ANCELOTTI MISCHIA LE CARTE - Carlo Ancelotti è una sfinge. Ormai decifrare le sue idee sulla formazione è roba da enigmisti. Dirotta Inzaghi e Kakà in panchina e a Gilardino affianca Ricardo Oliveira. Ma la vera novità è Seedorf trequartista (come gli capitava nell'Inter), con Ambrosini a sinistra del centrocampo. Dovendo rinunciare a Nesta e Maldini, propone una difesa atipica, con Bonera, Simic, Costacurta, Jankulovski davanti a Dida. Stefano Pioli conferma al contrario tutto; ovvero il suo collaudato 4-2-3-1 e la sua formazione migliore con Pisanu, Morfeo e Gasbarroni ispiratori di Budan.
Il Parma pressa alto e gioca di prima, secondo i dettami di Pioli, secondo il quale solo con il fiato al collo è possibile tenere il Milan sulle corde. Gasbarroni è il gialloblù più ispirato; l'ex doriano in un paio di occasioni impegna Dida. Il Milan lascia sfogare i padroni di casa e con il possesso di palla prendono in mano il pallino del gioco, attaccando centralmente e sfruttando la fascia destra, dove Bonera si trova a suo agio.
Perso Costacurta dopo 19' per problemi fisici (al suo posto Kaladze), i rossoneri capitalizzano la loro superiorità tecnica con una straordinaria punizione di Seedorf dai 28 metri: tocco vellutato e palla che si infila alla destra di De Lucia. Il Parma, troppo intimidito e prevedibile per creare problemi al Milan, concede l'iniziativa ai rossoneri che attaccano a folate e con esperienza rallentano il ritmo. Potrebbero anche raddoppiare, se Ricardo Oliveira non esaltasse il suo lato più egoista, ignorando Seedorf libero al centro dell'area, sprecando su De Lucia. Al 40' Gilardino si scontra con Paci; una micidiale zuccata (tre opunti di sutura) che obbliga Ancelotti a ritornare sui suoi passi, lanciando però nel mucchio Kakà.

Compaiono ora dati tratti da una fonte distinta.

//! sao-portfolio: program
//!
//! Integer-program formulation of one [`AllocationRequest`].
//!
//! Variables (one pass over the indexed targets):
//! - `units[s]`      integer, ≥ 0, ≤ `unit_cap[s]` when capped
//! - `deviation[s]`  continuous, ≥ 0 (MinimizeDeviation only)
//!
//! | Mode               | Objective          | Constraints                                   |
//! |--------------------|--------------------|-----------------------------------------------|
//! | MinimizeDeviation  | min Σ deviation[s] | deviation[s] ≥ ±(target_value[s] − cost[s]);  |
//! |                    |                    | Σcost ≤ budget; Σcost ≥ budget − band         |
//! | MaximizeDeployment | max Σcost          | Σcost ≤ budget                                |
//!
//! where `cost[s] = units[s] × price[s]` and
//! `target_value[s] = target_weight[s] × budget`.

use good_lp::{
    constraint, default_solver, variable, Expression, ProblemVariables, ResolutionError, Solution,
    SolverModel, Variable,
};

use crate::error::AllocationError;
use crate::request::AllocationRequest;
use crate::types::{AllocationMode, SolveStatus};

/// Formulation of one request, ready to solve.
pub(crate) struct IntegerProgram<'a> {
    request: &'a AllocationRequest,
    deployment_band: f64,
}

impl<'a> IntegerProgram<'a> {
    pub(crate) fn new(request: &'a AllocationRequest, deployment_band: f64) -> Self {
        Self {
            request,
            deployment_band,
        }
    }

    /// Solve and return whole units per target, in request order.
    ///
    /// Solver values are rounded to the nearest integer; the caller is
    /// responsible for re-checking the rounded plan.
    pub(crate) fn solve(&self) -> Result<Vec<u64>, AllocationError> {
        let targets = self.request.targets();
        let budget = self.request.budget();

        let mut vars = ProblemVariables::new();

        let units: Vec<Variable> = targets
            .iter()
            .map(|t| {
                let def = variable().integer().min(0.0);
                let def = match t.unit_cap {
                    Some(cap) => def.max(cap as f64),
                    None => def,
                };
                vars.add(def)
            })
            .collect();

        let costs: Vec<Expression> = targets
            .iter()
            .zip(&units)
            .map(|(t, &u)| t.price * u)
            .collect();

        let spend: Expression = costs
            .iter()
            .fold(Expression::from(0.0), |acc, c| acc + c.clone());

        tracing::debug!(
            mode = %self.request.mode(),
            instruments = targets.len(),
            capped = targets.iter().filter(|t| t.unit_cap.is_some()).count(),
            budget,
            "solving allocation program"
        );

        let values = match self.request.mode() {
            AllocationMode::MaximizeDeployment => {
                let problem = vars
                    .maximise(spend.clone())
                    .using(default_solver)
                    .with(constraint!(spend <= budget));

                let solution = problem.solve().map_err(resolution_to_error)?;
                units.iter().map(|&u| solution.value(u)).collect::<Vec<f64>>()
            }

            AllocationMode::MinimizeDeviation => {
                let deviation: Vec<Variable> = targets
                    .iter()
                    .map(|_| vars.add(variable().min(0.0)))
                    .collect();

                let objective = deviation
                    .iter()
                    .fold(Expression::from(0.0), |acc, &d| acc + d);

                let mut problem = vars.minimise(objective).using(default_solver);

                for ((t, cost), &d) in targets.iter().zip(&costs).zip(&deviation) {
                    let target_value = t.target_value(budget);
                    // d ≥ target_value − cost
                    let under = Expression::from(d) + cost.clone();
                    problem = problem.with(constraint!(under >= target_value));
                    // d ≥ cost − target_value
                    let over = Expression::from(d) - cost.clone();
                    let neg_target = -target_value;
                    problem = problem.with(constraint!(over >= neg_target));
                }

                let floor = budget - self.deployment_band;
                problem = problem.with(constraint!(spend.clone() <= budget));
                problem = problem.with(constraint!(spend >= floor));

                let solution = problem.solve().map_err(resolution_to_error)?;
                units.iter().map(|&u| solution.value(u)).collect::<Vec<f64>>()
            }
        };

        Ok(values.into_iter().map(round_units).collect())
    }
}

fn round_units(v: f64) -> u64 {
    let r = v.round();
    if r.is_finite() && r > 0.0 {
        r as u64
    } else {
        0
    }
}

fn resolution_to_error(e: ResolutionError) -> AllocationError {
    match e {
        ResolutionError::Infeasible => AllocationError::NoPlan {
            status: SolveStatus::Infeasible,
        },
        ResolutionError::Unbounded => AllocationError::NoPlan {
            status: SolveStatus::Unbounded,
        },
        other => AllocationError::SolverError {
            message: other.to_string(),
        },
    }
}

L'ingresso del brasiliano non stravolge il gioco del Milan che preferisce controllare la gara. Kakà, gettato nella mischia senza un adeguato riscaldamento, è evanescente e svogliato. Così il Parma ritrova vigore e sulle ali di Morfeo va a caccia del gol. Le squadra si allungano, ma i gialloblù hanno il passo in più, anche se De Lucia compie un miracolo su Oliveira e blocca un tiro di Kakà che, bacchettato duramente da Ancelotti, a piccoli passi entra in partita alla sua maniera, con progressioni tipiche del suo repertorio.

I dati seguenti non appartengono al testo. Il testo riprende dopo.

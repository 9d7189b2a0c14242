//! sao-portfolio: constraints
//!
//! After-the-fact verification of a [`PurchasePlan`]:
//!   - Budget       (Σcost ≤ budget)
//!   - Deployment   (Σcost ≥ budget − band, MinimizeDeviation only)
//!   - Unit caps    (units ≤ cap per instrument)
//!
//! The `Allocator` runs these against every rounded solver solution before
//! handing a plan out; callers may run them again for compliance gating.

use crate::plan::PurchasePlan;
use crate::types::AllocationMode;

/// Absolute slack (currency units) tolerated on the money constraints.
const MONEY_EPS: f64 = 1e-6;

// ─── PlanViolation ────────────────────────────────────────────────────────────

/// A single constraint breach detected in a plan.
#[derive(Clone, Debug, PartialEq)]
pub enum PlanViolation {
    /// Σcost exceeds the budget.
    BudgetExceeded { total_invested: f64, budget: f64 },
    /// Σcost is below the near-full-deployment floor.
    DeploymentFloorMissed { total_invested: f64, floor: f64 },
    /// An instrument bought more units than its cap allows.
    UnitCapExceeded { symbol: String, units: u64, cap: u64 },
}

impl std::fmt::Display for PlanViolation {
    fn fmt(&self, f: &mut std::fmt::Formatter<'_>) -> std::fmt::Result {
        match self {
            Self::BudgetExceeded {
                total_invested,
                budget,
            } => write!(f, "invested {total_invested:.2} exceeds budget {budget:.2}"),
            Self::DeploymentFloorMissed {
                total_invested,
                floor,
            } => write!(
                f,
                "invested {total_invested:.2} below deployment floor {floor:.2}"
            ),
            Self::UnitCapExceeded { symbol, units, cap } => {
                write!(f, "{units} units of '{symbol}' exceeds cap {cap}")
            }
        }
    }
}

// ─── PlanLimits ───────────────────────────────────────────────────────────────

/// The money limits a plan must satisfy.
#[derive(Clone, Debug, PartialEq)]
pub struct PlanLimits {
    pub budget: f64,
    /// `Some(budget − band)` in MinimizeDeviation mode, `None` otherwise.
    pub deployment_floor: Option<f64>,
}

impl PlanLimits {
    pub fn new(budget: f64, mode: AllocationMode, deployment_band: f64) -> Self {
        let deployment_floor = match mode {
            AllocationMode::MinimizeDeviation => Some(budget - deployment_band),
            AllocationMode::MaximizeDeployment => None,
        };
        Self {
            budget,
            deployment_floor,
        }
    }
}

// ─── Checks ───────────────────────────────────────────────────────────────────

pub fn check_budget(plan: &PurchasePlan, limits: &PlanLimits) -> Vec<PlanViolation> {
    if plan.total_invested > limits.budget + MONEY_EPS {
        vec![PlanViolation::BudgetExceeded {
            total_invested: plan.total_invested,
            budget: limits.budget,
        }]
    } else {
        Vec::new()
    }
}

pub fn check_deployment_floor(plan: &PurchasePlan, limits: &PlanLimits) -> Vec<PlanViolation> {
    match limits.deployment_floor {
        Some(floor) if plan.total_invested < floor - MONEY_EPS => {
            vec![PlanViolation::DeploymentFloorMissed {
                total_invested: plan.total_invested,
                floor,
            }]
        }
        _ => Vec::new(),
    }
}

pub fn check_unit_caps(plan: &PurchasePlan) -> Vec<PlanViolation> {
    plan.entries
        .iter()
        .filter_map(|e| match e.unit_cap {
            Some(cap) if e.units > cap => Some(PlanViolation::UnitCapExceeded {
                symbol: e.symbol.clone(),
                units: e.units,
                cap,
            }),
            _ => None,
        })
        .collect()
}

/// Run every check; empty ⇒ plan satisfies all constraints.
pub fn check_plan(plan: &PurchasePlan, limits: &PlanLimits) -> Vec<PlanViolation> {
    let mut out = check_budget(plan, limits);
    out.extend(check_deployment_floor(plan, limits));
    out.extend(check_unit_caps(plan));
    out
}

#[cfg(test)]
mod tests {
    use super::*;
    use crate::plan::PlanEntry;
    use crate::request::RequestBuilder;
    use crate::types::{prices, RawTarget, SolveStatus};

    fn plan(units_a: u64, units_b: u64) -> PurchasePlan {
        let entries = vec![
            PlanEntry {
                symbol: "AAA".into(),
                price: 100.0,
                units: units_a,
                cost: units_a as f64 * 100.0,
                target_weight: 0.5,
                realized_weight: 0.0,
                unit_cap: Some(4),
            },
            PlanEntry {
                symbol: "BBB".into(),
                price: 50.0,
                units: units_b,
                cost: units_b as f64 * 50.0,
                target_weight: 0.5,
                realized_weight: 0.0,
                unit_cap: None,
            },
        ];
        let total_invested = entries.iter().map(|e| e.cost).sum();
        PurchasePlan {
            status: SolveStatus::Optimal,
            mode: AllocationMode::MinimizeDeviation,
            budget: 500.0,
            entries,
            total_invested,
            leftover_cash: 500.0 - total_invested,
            total_deviation: 0.0,
        }
    }

    #[test]
    fn clean_plan_has_no_violations() {
        let limits = PlanLimits::new(500.0, AllocationMode::MinimizeDeviation, 100.0);
        assert!(check_plan(&plan(2, 5), &limits).is_empty());
    }

    #[test]
    fn detects_budget_and_cap_breaches() {
        let limits = PlanLimits::new(500.0, AllocationMode::MaximizeDeployment, 100.0);
        let v = check_plan(&plan(5, 1), &limits);
        assert!(v.contains(&PlanViolation::BudgetExceeded {
            total_invested: 550.0,
            budget: 500.0
        }));
        assert!(v.contains(&PlanViolation::UnitCapExceeded {
            symbol: "AAA".into(),
            units: 5,
            cap: 4
        }));
    }

    #[test]
    fn floor_only_applies_to_deviation_mode() {
        let p = plan(1, 1); // 150 invested
        let dev = PlanLimits::new(500.0, AllocationMode::MinimizeDeviation, 100.0);
        let dep = PlanLimits::new(500.0, AllocationMode::MaximizeDeployment, 100.0);
        assert_eq!(
            check_deployment_floor(&p, &dev),
            vec![PlanViolation::DeploymentFloorMissed {
                total_invested: 150.0,
                floor: 400.0
            }]
        );
        assert!(check_deployment_floor(&p, &dep).is_empty());
    }

    #[test]
    fn derived_plan_over_cap_is_flagged() {
        let req = RequestBuilder::new(500.0, AllocationMode::MaximizeDeployment)
            .max_units(Some(10))
            .target(RawTarget::new("AAA", 1.0))
            .build(&prices([("AAA", 33.33)]))
            .unwrap();
        let limits = PlanLimits::new(500.0, AllocationMode::MaximizeDeployment, 100.0);
        assert!(check_plan(&PurchasePlan::derive(&req, &[10]), &limits).is_empty());
        assert_eq!(
            check_unit_caps(&PurchasePlan::derive(&req, &[11])),
            vec![PlanViolation::UnitCapExceeded {
                symbol: "AAA".into(),
                units: 11,
                cap: 10
            }]
        );
    }

    #[test]
    fn violation_display() {
        let v = PlanViolation::UnitCapExceeded {
            symbol: "X".into(),
            units: 3,
            cap: 2,
        };
        assert_eq!(v.to_string(), "3 units of 'X' exceeds cap 2");
    }
}
//! sao-portfolio
//!
//! Integer share allocation core:
//! - Target input parsing (CSV table / manual `SYM=W` entries)
//! - Request validation + weight normalisation + price join
//! - Integer-program allocator with two objectives
//!   (MinimizeDeviation, MaximizeDeployment)
//! - Purchase plan derivation (costs, realized weights, leftover cash)
//! - Post-solve constraint checks
//! - Pure deterministic logic (no IO, no network, no clock)

mod error;
mod plan;
mod program;
mod types;

pub mod allocator;
pub mod constraints;
pub mod input;
pub mod request;

pub use allocator::{Allocator, AllocatorConfig, DEFAULT_DEPLOYMENT_BAND};
pub use constraints::{
    check_budget, check_deployment_floor, check_plan, check_unit_caps, PlanLimits, PlanViolation,
};
pub use error::AllocationError;
pub use input::{parse_manual_target, parse_manual_targets, parse_targets_csv, InputError};
pub use plan::{PlanEntry, PurchasePlan};
pub use request::{normalize_weights, AllocationRequest, RequestBuilder};
pub use types::{
    normalize_symbol, prices, AllocationMode, InstrumentTarget, PriceMap, RawTarget,
    ResolvedPrice, SolveStatus,
};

La spina nel fianco è Budan. Il possente ma polveroso attaccante cerca tutte le soluzioni, ma è proprio Gasbarroni ad avere la grande occasione, bruciata da Simic (strepitoso) con una straordinaria zampata che toglie la palla dalla rete. Pioli rinforza l'attacco, con Kutuzov per Pisanu, mentre Ancelotti sostituisce Gattuso con Brocchi. Il tecnico rossonero passa a un accorto 4-4-2, con i difensori in linea, e un centrocampo compatto, perché il Parma, con un Dessena in più, non molla la presa. Ma quando Kakà vola leggero verso l'area del Parma, De Lucia non può che commettere fallo, per un rigore ineccepibile. Ricardo trasforma e blinda il risultato.